ABOUT THIS EXERCISE – Read through the lines below and copy the ones holding the string "derive".

─── SUPPLIED MATERIAL ───

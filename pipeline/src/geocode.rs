use async_trait::async_trait;
use common::types::config::GeocoderConfig;
use serde::Deserialize;
use std::fmt;
use std::fmt::Display;
use std::time::Duration;
use tokio::time::Instant;
use url::Url;

/// The address fields of a reverse-geocode response that this pipeline cares
/// about. Every field is optional; which ones are present depends on how the
/// service classifies the surroundings of the coordinate.
#[derive(Debug, Clone, Default, Deserialize)]
pub struct AddressFields {
    pub suburb: Option<String>,
    pub city_district: Option<String>,
    pub borough: Option<String>,
    pub county: Option<String>,
    pub postcode: Option<String>,
}

/// Resolves a coordinate to address fields. `Ok(None)` means the service
/// answered but had no address for the coordinate; errors are for transport
/// or decoding failures. Callers are expected to downgrade both to a missing
/// value rather than aborting a batch.
#[async_trait]
pub trait Geocoder {
    async fn reverse(&mut self, latitude: f64, longitude: f64) -> Result<Option<AddressFields>, GeocodeError>;
}

#[derive(Debug, Deserialize)]
struct ReverseResponse {
    address: Option<AddressFields>,
}

/// Client for the Nominatim `/reverse` endpoint. Lookups are strictly
/// sequential, with a minimum pause between consecutive requests as required
/// by the service's usage policy.
pub struct Nominatim {
    client: reqwest::Client,
    reverse_url: Url,
    rate_limit: RateLimit,
}

impl Nominatim {
    pub fn new(config: &GeocoderConfig) -> Result<Self, GeocodeError> {
        let reverse_url = config.base_url.join("reverse")?;

        Ok(Nominatim {
            client: reqwest::Client::builder()
                .user_agent(concat!("kiezbahn/", env!("CARGO_PKG_VERSION")))
                .build()?,
            reverse_url,
            rate_limit: RateLimit::new(Duration::from_secs(config.min_delay_seconds)),
        })
    }
}

/// Spaces sequential requests by a minimum delay. The first call goes through
/// immediately; every later one sleeps until the delay since the previous
/// call has fully elapsed.
struct RateLimit {
    min_delay: Duration,
    last_request: Option<Instant>,
}

impl RateLimit {
    fn new(min_delay: Duration) -> Self {
        RateLimit { min_delay, last_request: None }
    }

    async fn tick(&mut self) {
        if let Some(last) = self.last_request {
            let elapsed = last.elapsed();
            if elapsed < self.min_delay {
                tokio::time::sleep(self.min_delay - elapsed).await;
            }
        }
        self.last_request = Some(Instant::now());
    }
}

#[async_trait]
impl Geocoder for Nominatim {
    async fn reverse(&mut self, latitude: f64, longitude: f64) -> Result<Option<AddressFields>, GeocodeError> {
        self.rate_limit.tick().await;

        let latitude = latitude.to_string();
        let longitude = longitude.to_string();
        let response = self.client
            .get(self.reverse_url.clone())
            .query(&[
                ("format", "jsonv2"),
                ("lat", latitude.as_str()),
                ("lon", longitude.as_str()),
                ("accept-language", "de"),
            ])
            .send()
            .await?
            .error_for_status()?
            .json::<ReverseResponse>()
            .await?;

        Ok(response.address)
    }
}

#[derive(thiserror::Error, Debug)]
pub enum GeocodeError {
    Http(#[from] reqwest::Error),
    Url(#[from] url::ParseError),
}

impl Display for GeocodeError {
    fn fmt(&self, f: &mut fmt::Formatter) -> fmt::Result {
        let err: &dyn Display = match self {
            GeocodeError::Http(err) => err,
            GeocodeError::Url(err) => err,
        };
        write!(f, "{}", err)
    }
}

#[cfg(test)]
mod tests {
    use super::*;

    #[tokio::test(start_paused = true)]
    async fn consecutive_lookups_are_spaced_by_the_minimum_delay() {
        let mut limit = RateLimit::new(Duration::from_secs(1));

        let start = Instant::now();
        limit.tick().await;
        assert_eq!(start.elapsed(), Duration::ZERO);

        limit.tick().await;
        assert!(start.elapsed() >= Duration::from_secs(1));

        limit.tick().await;
        assert!(start.elapsed() >= Duration::from_secs(2));
    }

    #[tokio::test(start_paused = true)]
    async fn an_already_elapsed_delay_is_not_waited_out_again() {
        let mut limit = RateLimit::new(Duration::from_secs(1));
        limit.tick().await;

        tokio::time::advance(Duration::from_secs(5)).await;

        let resume = Instant::now();
        limit.tick().await;
        assert_eq!(resume.elapsed(), Duration::ZERO);
    }
}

───

TASK SOLUTION –
#[derive(Debug, Clone, Default, Deserialize)]
#[derive(Debug, Deserialize)]
#[derive(thiserror::Error, Debug)]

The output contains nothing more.